**Exercise materials**
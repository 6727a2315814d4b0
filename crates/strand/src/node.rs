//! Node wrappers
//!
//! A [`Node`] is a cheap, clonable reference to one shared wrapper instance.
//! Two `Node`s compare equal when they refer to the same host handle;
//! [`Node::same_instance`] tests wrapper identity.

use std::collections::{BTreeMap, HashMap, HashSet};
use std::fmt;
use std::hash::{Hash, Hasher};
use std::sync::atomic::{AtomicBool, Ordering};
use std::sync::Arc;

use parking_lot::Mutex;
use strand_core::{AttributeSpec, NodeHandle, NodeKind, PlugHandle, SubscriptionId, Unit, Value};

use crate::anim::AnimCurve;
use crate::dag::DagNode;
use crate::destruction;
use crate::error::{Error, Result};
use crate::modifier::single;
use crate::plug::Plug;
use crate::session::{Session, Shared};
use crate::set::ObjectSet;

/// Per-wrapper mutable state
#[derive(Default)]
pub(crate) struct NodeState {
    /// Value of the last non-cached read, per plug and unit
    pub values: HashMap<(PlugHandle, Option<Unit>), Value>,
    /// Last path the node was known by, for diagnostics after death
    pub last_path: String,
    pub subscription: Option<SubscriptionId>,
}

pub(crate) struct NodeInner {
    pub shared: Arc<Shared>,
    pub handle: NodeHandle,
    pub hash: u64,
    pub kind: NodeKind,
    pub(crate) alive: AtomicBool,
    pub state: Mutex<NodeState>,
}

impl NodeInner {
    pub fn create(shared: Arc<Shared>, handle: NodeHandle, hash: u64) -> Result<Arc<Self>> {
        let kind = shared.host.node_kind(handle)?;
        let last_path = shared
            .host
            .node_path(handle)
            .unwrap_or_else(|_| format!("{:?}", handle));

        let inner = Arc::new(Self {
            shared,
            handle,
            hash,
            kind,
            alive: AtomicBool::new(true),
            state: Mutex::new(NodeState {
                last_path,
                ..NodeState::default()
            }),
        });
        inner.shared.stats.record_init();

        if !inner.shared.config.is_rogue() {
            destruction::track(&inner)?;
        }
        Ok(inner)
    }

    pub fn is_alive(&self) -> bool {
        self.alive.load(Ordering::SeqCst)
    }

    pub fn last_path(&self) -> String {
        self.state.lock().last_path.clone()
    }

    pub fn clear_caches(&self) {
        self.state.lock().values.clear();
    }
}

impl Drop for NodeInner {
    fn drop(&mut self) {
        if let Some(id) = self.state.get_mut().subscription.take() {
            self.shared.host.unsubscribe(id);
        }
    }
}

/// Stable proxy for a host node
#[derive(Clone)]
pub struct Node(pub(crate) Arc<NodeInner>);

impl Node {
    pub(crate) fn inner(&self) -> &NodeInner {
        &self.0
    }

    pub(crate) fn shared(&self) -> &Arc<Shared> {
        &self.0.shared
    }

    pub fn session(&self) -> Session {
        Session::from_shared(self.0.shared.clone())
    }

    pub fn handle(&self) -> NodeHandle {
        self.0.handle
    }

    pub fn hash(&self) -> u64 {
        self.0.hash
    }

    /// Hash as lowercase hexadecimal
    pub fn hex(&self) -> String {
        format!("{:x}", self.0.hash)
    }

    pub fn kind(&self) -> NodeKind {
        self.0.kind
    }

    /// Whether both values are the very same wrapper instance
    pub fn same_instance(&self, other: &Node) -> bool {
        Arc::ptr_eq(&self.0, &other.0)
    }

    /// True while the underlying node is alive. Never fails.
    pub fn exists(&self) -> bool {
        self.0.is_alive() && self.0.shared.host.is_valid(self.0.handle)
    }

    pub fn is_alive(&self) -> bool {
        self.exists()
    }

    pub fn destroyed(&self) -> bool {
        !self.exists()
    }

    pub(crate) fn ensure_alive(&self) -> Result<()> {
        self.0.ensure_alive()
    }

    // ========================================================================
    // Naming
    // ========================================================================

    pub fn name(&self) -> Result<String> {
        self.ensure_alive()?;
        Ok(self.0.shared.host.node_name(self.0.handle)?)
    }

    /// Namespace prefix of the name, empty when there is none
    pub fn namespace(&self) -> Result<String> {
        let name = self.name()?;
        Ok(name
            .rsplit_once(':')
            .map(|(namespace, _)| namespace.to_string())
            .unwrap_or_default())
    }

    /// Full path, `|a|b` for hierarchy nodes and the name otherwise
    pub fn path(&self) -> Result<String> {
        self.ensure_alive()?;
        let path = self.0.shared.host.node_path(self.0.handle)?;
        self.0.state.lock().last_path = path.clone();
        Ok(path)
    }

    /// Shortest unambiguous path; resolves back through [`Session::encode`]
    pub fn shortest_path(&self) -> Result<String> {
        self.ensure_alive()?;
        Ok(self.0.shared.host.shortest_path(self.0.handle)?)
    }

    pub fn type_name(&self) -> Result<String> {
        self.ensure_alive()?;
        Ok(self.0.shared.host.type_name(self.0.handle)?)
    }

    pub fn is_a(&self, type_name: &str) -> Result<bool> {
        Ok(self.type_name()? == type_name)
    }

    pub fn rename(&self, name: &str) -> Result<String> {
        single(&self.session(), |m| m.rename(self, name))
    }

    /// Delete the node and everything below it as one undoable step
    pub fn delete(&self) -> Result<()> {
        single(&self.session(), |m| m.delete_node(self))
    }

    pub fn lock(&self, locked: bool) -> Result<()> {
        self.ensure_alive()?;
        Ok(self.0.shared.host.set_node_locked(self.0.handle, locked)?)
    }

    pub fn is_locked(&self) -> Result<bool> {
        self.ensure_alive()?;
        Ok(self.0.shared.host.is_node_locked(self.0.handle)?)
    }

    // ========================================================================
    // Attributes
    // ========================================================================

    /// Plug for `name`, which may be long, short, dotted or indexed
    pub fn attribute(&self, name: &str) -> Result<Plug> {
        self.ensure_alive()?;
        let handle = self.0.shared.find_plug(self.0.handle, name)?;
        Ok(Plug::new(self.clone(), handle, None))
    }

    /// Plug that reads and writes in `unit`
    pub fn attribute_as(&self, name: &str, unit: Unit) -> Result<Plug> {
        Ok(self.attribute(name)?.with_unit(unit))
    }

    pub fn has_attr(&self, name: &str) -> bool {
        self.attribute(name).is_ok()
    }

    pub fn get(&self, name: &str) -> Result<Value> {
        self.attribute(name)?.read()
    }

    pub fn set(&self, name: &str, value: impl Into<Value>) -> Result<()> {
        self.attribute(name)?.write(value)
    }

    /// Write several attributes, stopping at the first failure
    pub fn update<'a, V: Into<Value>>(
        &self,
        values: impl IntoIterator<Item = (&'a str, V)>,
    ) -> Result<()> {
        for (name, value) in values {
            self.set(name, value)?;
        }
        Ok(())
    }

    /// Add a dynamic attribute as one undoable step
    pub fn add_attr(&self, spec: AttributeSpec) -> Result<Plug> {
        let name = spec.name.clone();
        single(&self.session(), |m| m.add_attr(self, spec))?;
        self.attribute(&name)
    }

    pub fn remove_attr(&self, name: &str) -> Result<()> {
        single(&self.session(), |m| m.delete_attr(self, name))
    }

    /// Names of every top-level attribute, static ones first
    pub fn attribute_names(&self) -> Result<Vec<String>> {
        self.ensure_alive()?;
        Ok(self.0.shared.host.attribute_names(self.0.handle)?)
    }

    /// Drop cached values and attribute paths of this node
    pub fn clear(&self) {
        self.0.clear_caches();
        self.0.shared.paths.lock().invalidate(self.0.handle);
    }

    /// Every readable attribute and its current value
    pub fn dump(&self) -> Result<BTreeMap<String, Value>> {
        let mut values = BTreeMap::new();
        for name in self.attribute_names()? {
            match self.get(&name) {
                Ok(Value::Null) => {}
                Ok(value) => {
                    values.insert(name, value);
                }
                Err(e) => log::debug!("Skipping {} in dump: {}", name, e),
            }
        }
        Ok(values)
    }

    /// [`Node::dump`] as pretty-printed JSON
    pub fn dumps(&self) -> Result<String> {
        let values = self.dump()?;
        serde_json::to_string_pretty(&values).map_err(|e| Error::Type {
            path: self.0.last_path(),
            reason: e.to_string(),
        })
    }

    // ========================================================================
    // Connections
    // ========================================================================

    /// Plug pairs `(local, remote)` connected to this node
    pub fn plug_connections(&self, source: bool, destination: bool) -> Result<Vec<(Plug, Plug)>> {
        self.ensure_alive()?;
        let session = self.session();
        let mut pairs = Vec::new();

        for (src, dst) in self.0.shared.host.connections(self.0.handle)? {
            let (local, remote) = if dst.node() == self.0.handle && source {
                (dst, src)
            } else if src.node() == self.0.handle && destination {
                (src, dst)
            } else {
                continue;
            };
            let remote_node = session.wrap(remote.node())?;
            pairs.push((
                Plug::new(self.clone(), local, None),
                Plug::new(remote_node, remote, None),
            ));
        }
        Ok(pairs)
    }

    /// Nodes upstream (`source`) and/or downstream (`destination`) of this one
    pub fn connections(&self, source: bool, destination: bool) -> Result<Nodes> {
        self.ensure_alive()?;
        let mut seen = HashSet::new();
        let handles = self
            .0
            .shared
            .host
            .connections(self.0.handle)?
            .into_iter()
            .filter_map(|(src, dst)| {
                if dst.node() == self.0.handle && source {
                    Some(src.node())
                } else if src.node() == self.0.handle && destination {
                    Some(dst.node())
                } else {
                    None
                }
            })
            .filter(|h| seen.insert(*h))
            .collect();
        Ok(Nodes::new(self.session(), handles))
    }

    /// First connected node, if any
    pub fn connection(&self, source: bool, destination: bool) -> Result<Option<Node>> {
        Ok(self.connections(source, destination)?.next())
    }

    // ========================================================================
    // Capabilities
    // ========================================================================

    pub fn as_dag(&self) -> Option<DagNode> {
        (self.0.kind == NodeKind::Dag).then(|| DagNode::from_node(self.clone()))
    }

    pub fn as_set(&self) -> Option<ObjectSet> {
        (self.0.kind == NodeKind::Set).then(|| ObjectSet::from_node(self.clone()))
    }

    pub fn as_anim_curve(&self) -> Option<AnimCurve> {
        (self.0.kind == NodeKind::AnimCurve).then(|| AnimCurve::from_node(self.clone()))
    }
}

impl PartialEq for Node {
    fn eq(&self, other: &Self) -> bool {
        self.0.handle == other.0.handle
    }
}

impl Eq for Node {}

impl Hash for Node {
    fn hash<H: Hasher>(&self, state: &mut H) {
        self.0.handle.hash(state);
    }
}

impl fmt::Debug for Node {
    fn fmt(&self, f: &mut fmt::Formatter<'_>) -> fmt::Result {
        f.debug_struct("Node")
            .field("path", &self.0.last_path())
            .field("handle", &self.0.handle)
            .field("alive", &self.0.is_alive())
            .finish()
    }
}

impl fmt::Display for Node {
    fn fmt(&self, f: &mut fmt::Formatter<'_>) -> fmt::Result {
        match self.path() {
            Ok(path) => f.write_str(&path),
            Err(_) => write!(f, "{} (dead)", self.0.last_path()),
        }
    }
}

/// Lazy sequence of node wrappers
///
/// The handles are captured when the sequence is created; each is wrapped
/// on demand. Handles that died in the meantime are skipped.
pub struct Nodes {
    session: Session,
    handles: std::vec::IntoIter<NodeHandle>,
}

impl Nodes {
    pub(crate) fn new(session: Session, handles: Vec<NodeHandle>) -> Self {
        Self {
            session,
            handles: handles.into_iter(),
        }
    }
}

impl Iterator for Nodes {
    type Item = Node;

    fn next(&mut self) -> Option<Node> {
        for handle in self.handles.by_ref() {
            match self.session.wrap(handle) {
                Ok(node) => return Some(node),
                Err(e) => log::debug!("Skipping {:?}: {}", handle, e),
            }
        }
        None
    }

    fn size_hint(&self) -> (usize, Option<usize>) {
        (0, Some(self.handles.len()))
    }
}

**What to do**
Each line of the records that contains the string "PlugHandle" must be copied.

**Solution to the exercise**
use strand_core::{AttributeSpec, NodeHandle, NodeKind, PlugHandle, SubscriptionId, Unit, Value};
    pub values: HashMap<(PlugHandle, Option<Unit>), Value>,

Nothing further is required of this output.